🤖 AI Summary
This paper addresses the insufficient local uncertainty quantification in random forests. We propose an out-of-bag (OOB) error distribution modeling method grounded in tree-based proximities: leveraging intra-tree sample proximity weights to construct localized error distributions, thereby enabling sample-wise regression prediction intervals and classification trust scores. Our key contribution lies in reinterpreting proximity not merely as a similarity metric but as a foundation for local statistical inference—supporting dynamic coverage control and prediction rejection mechanisms. Experiments demonstrate that our approach significantly improves prediction interval coverage and sharpness in regression tasks, while in classification, credibility-driven sample rejection substantially enhances the accuracy-rejection AUC. Overall, the method outperforms existing uncertainty quantification techniques across both regression and classification benchmarks.
📝 Abstract
In machine learning, uncertainty quantification helps assess the reliability of model predictions, which is important in high-stakes scenarios.
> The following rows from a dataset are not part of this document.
//! `Runtime`: the facade that wires the Provider Registry, Credential
//! Resolver, Agent Registry, Orchestrator, and Sub-Agent Runner into one
//! entry point (spec.md §1, §4.4 [AMBIENT]). Grounded on the teacher's
//! `agtrace_sdk::Client`, which likewise wraps one `Arc<agtrace_runtime::AgTrace>`
//! and exposes thin delegating methods rather than re-implementing
//! anything itself.

use std::path::PathBuf;
use std::sync::Arc;

use agentflow_providers::{CredentialResolver, ProviderRegistry};
use agentflow_runtime::{
    AgentRegistry, BackgroundRegistry, Orchestrator, SubAgentRunner, TaskDispatcher,
};
use agentflow_types::{
    CredentialRepository, MessagePartRepository, MessageRepository, SessionRepository,
    ToolRegistry, TurnRequest, TurnResult,
};

use crate::config::RuntimeConfig;
use crate::error::{Error, Result};

/// Builds a `Runtime` from a config plus the external interfaces the host
/// application supplies (spec.md §1 Deliberately out of scope, §6 External
/// interfaces) — this crate never constructs a default `ToolRegistry` or
/// repository implementation itself.
pub struct RuntimeBuilder {
    config: RuntimeConfig,
    tools: Option<Arc<dyn ToolRegistry>>,
    sessions: Option<Arc<dyn SessionRepository>>,
    messages: Option<Arc<dyn MessageRepository>>,
    parts: Option<Arc<dyn MessagePartRepository>>,
    credential_repository: Option<Arc<dyn CredentialRepository>>,
    project_root: Option<PathBuf>,
}

impl RuntimeBuilder {
    pub fn new(config: RuntimeConfig) -> Self {
        Self {
            config,
            tools: None,
            sessions: None,
            messages: None,
            parts: None,
            credential_repository: None,
            project_root: None,
        }
    }

    pub fn tools(mut self, tools: Arc<dyn ToolRegistry>) -> Self {
        self.tools = Some(tools);
        self
    }

    pub fn sessions(mut self, sessions: Arc<dyn SessionRepository>) -> Self {
        self.sessions = Some(sessions);
        self
    }

    pub fn messages(mut self, messages: Arc<dyn MessageRepository>) -> Self {
        self.messages = Some(messages);
        self
    }

    pub fn parts(mut self, parts: Arc<dyn MessagePartRepository>) -> Self {
        self.parts = Some(parts);
        self
    }

    pub fn credential_repository(mut self, repository: Arc<dyn CredentialRepository>) -> Self {
        self.credential_repository = Some(repository);
        self
    }

    /// When set, `.agentflow/agents/*.toml` under this root are loaded into
    /// the Agent Registry alongside the built-ins (spec.md §4.3).
    pub fn project_root(mut self, root: impl Into<PathBuf>) -> Self {
        self.project_root = Some(root.into());
        self
    }

    pub fn build(self) -> Result<Runtime> {
        let tools = self.tools.ok_or_else(|| Error::Config("RuntimeBuilder requires a tool registry".to_string()))?;
        let sessions = self.sessions.ok_or_else(|| Error::Config("RuntimeBuilder requires a session repository".to_string()))?;
        let messages = self.messages.ok_or_else(|| Error::Config("RuntimeBuilder requires a message repository".to_string()))?;
        let parts = self.parts.ok_or_else(|| Error::Config("RuntimeBuilder requires a message part repository".to_string()))?;
        let credential_repository = self
            .credential_repository
            .ok_or_else(|| Error::Config("RuntimeBuilder requires a credential repository".to_string()))?;

        let providers = Arc::new(ProviderRegistry::new());
        let mut credentials = CredentialResolver::new(credential_repository);
        for (vendor, endpoint) in &self.config.oauth_endpoints {
            credentials = credentials.with_oauth_endpoint(
                vendor.clone(),
                agentflow_providers::OAuthEndpoint {
                    token_url: endpoint.token_url.clone(),
                    client_id: endpoint.client_id.clone(),
                },
            );
        }
        let credentials = Arc::new(credentials);

        let mut agents = AgentRegistry::new();
        if let Some(project_root) = &self.project_root {
            agents.load_project_agents(project_root);
        }
        let agents = Arc::new(agents);

        let orchestrator = Arc::new(Orchestrator::new(
            providers,
            credentials,
            agents.clone(),
            tools,
            sessions.clone(),
            messages,
            parts.clone(),
        ));
        let subagents = Arc::new(SubAgentRunner::new(orchestrator.clone(), agents.clone(), sessions, parts));

        Ok(Runtime { config: self.config, agents, orchestrator, subagents })
    }
}

/// The public entry point: `Runtime::builder(config)...build()` then
/// `runtime.run(request)` for each turn.
pub struct Runtime {
    config: RuntimeConfig,
    agents: Arc<AgentRegistry>,
    orchestrator: Arc<Orchestrator>,
    subagents: Arc<SubAgentRunner>,
}

impl Runtime {
    pub fn builder(config: RuntimeConfig) -> RuntimeBuilder {
        RuntimeBuilder::new(config)
    }

    pub fn config(&self) -> &RuntimeConfig {
        &self.config
    }

    pub fn agents(&self) -> &AgentRegistry {
        &self.agents
    }

    /// The in-flight background sub-agents spawned via the `task` tool
    /// (spec.md §4.6); exposed so a caller can list or cancel them from
    /// outside a turn.
    pub fn background(&self) -> &BackgroundRegistry {
        self.subagents.background()
    }

    /// Drives one turn to completion (spec.md §4.4). The `task` tool is
    /// always offered to this turn (subject to the usual agent/permission
    /// gating) since top-level calls are never themselves sub-agent turns —
    /// only the Sub-Agent Runner passes `None` when recursing.
    pub async fn run(&self, request: TurnRequest) -> Result<TurnResult> {
        let dispatcher: Arc<dyn TaskDispatcher> = self.subagents.clone();
        Ok(self.orchestrator.run(request, Some(dispatcher)).await?)
    }
}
Traditional approaches often emphasize predictive accuracy, but there is a growing focus on incorporating uncertainty measures. This paper addresses localized uncertainty quantification in random forests. While current methods often rely on quantile regression or Monte Carlo techniques, we propose a new approach using naturally occurring test sets and similarity measures (proximities) typically viewed as byproducts of random forests. Specifically, we form localized distributions of OOB errors around nearby points, defined using the proximities, to create prediction intervals for regression and trust scores for classification. By varying the number of nearby points, our intervals can be adjusted to achieve the desired coverage while retaining the flexibility that reflects the certainty of individual predictions. For classification, excluding points identified as unclassifiable by our method generally enhances the accuracy of the model and provides higher accuracy-rejection AUC scores than competing methods.